Stored data
--

//! Demo settings.
//!
//! Settings come from an optional TOML file. Every field has a default, so a
//! file only needs the values it overrides:
//!
//! ```toml
//! company = "Acme Corp"
//! log_level = "debug"
//!
//! [profile]
//! name = "Bob"
//! age = 31
//! ```

use chrono::Datelike;
use serde::{Deserialize, Serialize};
use std::path::{Path, PathBuf};
use thiserror::Error;

/// File read when no path is given, if it exists.
pub const DEFAULT_SETTINGS_FILE: &str = "arbor.toml";

/// Errors raised while loading settings.
#[derive(Debug, Error)]
#[non_exhaustive]
pub enum SettingsError {
	/// The file could not be read.
	#[error("File error: {0}")]
	FileError(String),

	/// The file is not valid TOML for [`DemoSettings`].
	#[error("Parse error: {0}")]
	ParseError(String),

	/// A value is out of range.
	#[error("Validation error: {0}")]
	ValidationError(String),
}

/// The user shown by the props and context demos.
#[non_exhaustive]
#[derive(Debug, Clone, PartialEq, Eq, Serialize, Deserialize)]
#[serde(default)]
pub struct ProfileSettings {
	pub name: String,
	pub age: u32,
	pub bio: String,
}

impl Default for ProfileSettings {
	fn default() -> Self {
		Self {
			name: "Alice".to_string(),
			age: 25,
			bio: "Loves hiking and photography".to_string(),
		}
	}
}

/// Settings for the demo CLI.
#[non_exhaustive]
#[derive(Debug, Clone, PartialEq, Eq, Serialize, Deserialize)]
#[serde(default)]
pub struct DemoSettings {
	/// Company name shown by the company site.
	pub company: String,
	/// Year in the company site footer. Defaults to the current year.
	pub copyright_year: i32,
	pub profile: ProfileSettings,
	/// Default log filter, overridden by `RUST_LOG`.
	pub log_level: String,
	/// Pass limit of the render loop.
	pub max_passes: usize,
}

impl Default for DemoSettings {
	fn default() -> Self {
		Self {
			company: "My Company".to_string(),
			copyright_year: chrono::Local::now().year(),
			profile: ProfileSettings::default(),
			log_level: "warn".to_string(),
			max_passes: arbor_core::DEFAULT_MAX_PASSES,
		}
	}
}

impl DemoSettings {
	/// Loads settings from `path`, or from [`DEFAULT_SETTINGS_FILE`] if it
	/// exists, or falls back to the defaults.
	pub fn load(path: Option<&Path>) -> Result<Self, SettingsError> {
		match path {
			Some(path) => Self::from_file(path),
			None => {
				let default = PathBuf::from(DEFAULT_SETTINGS_FILE);
				if default.is_file() {
					Self::from_file(default)
				} else {
					Ok(Self::default())
				}
			}
		}
	}

	/// Loads settings from a TOML file.
	pub fn from_file(path: impl Into<PathBuf>) -> Result<Self, SettingsError> {
		let path = path.into();
		let contents = std::fs::read_to_string(&path).map_err(|e| {
			SettingsError::FileError(format!("Failed to read {}: {}", path.display(), e))
		})?;
		let settings: DemoSettings = toml::from_str(&contents)
			.map_err(|e| SettingsError::ParseError(format!("TOML parse error: {}", e)))?;
		settings.validate()?;
		tracing::debug!(path = %path.display(), "settings loaded");
		Ok(settings)
	}

	/// Checks value ranges.
	pub fn validate(&self) -> Result<(), SettingsError> {
		if self.max_passes == 0 {
			return Err(SettingsError::ValidationError(
				"max_passes must be at least 1".to_string(),
			));
		}
		if self.company.trim().is_empty() {
			return Err(SettingsError::ValidationError(
				"company must not be empty".to_string(),
			));
		}
		Ok(())
	}
}

#[cfg(test)]
mod tests {
	use super::*;
	use rstest::rstest;
	use std::io::Write;
	use tempfile::NamedTempFile;

	fn write_settings(contents: &str) -> NamedTempFile {
		let mut file = NamedTempFile::new().unwrap();
		file.write_all(contents.as_bytes()).unwrap();
		file
	}

	#[rstest]
	fn test_defaults() {
		let settings = DemoSettings::default();
		assert_eq!(settings.company, "My Company");
		assert_eq!(settings.copyright_year, chrono::Local::now().year());
		assert_eq!(settings.profile.name, "Alice");
		assert_eq!(settings.max_passes, arbor_core::DEFAULT_MAX_PASSES);
	}

	#[rstest]
	fn test_partial_file_keeps_defaults() {
		let file = write_settings("company = \"Acme\"\n\n[profile]\nage = 31\n");
		let settings = DemoSettings::from_file(file.path()).unwrap();
		assert_eq!(settings.company, "Acme");
		assert_eq!(settings.profile.age, 31);
		assert_eq!(settings.profile.name, "Alice");
		assert_eq!(settings.log_level, "warn");
	}

	#[rstest]
	#[case("company = 3")]
	#[case("not toml at all [")]
	fn test_malformed_file(#[case] contents: &str) {
		let file = write_settings(contents);
		assert!(matches!(
			DemoSettings::from_file(file.path()),
			Err(SettingsError::ParseError(_))
		));
	}

	#[rstest]
	fn test_zero_pass_limit_is_rejected() {
		let file = write_settings("max_passes = 0");
		assert!(matches!(
			DemoSettings::from_file(file.path()),
			Err(SettingsError::ValidationError(_))
		));
	}

	#[rstest]
	fn test_missing_explicit_file() {
		let result = DemoSettings::load(Some(Path::new("/nonexistent/arbor.toml")));
		assert!(matches!(result, Err(SettingsError::FileError(_))));
	}
}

--

What the task requires:
Which lines of the records above hold the word "PathBuf"? Copy each of them.

Exercise response:
use std::path::{Path, PathBuf};
				let default = PathBuf::from(DEFAULT_SETTINGS_FILE);
	pub fn from_file(path: impl Into<PathBuf>) -> Result<Self, SettingsError> {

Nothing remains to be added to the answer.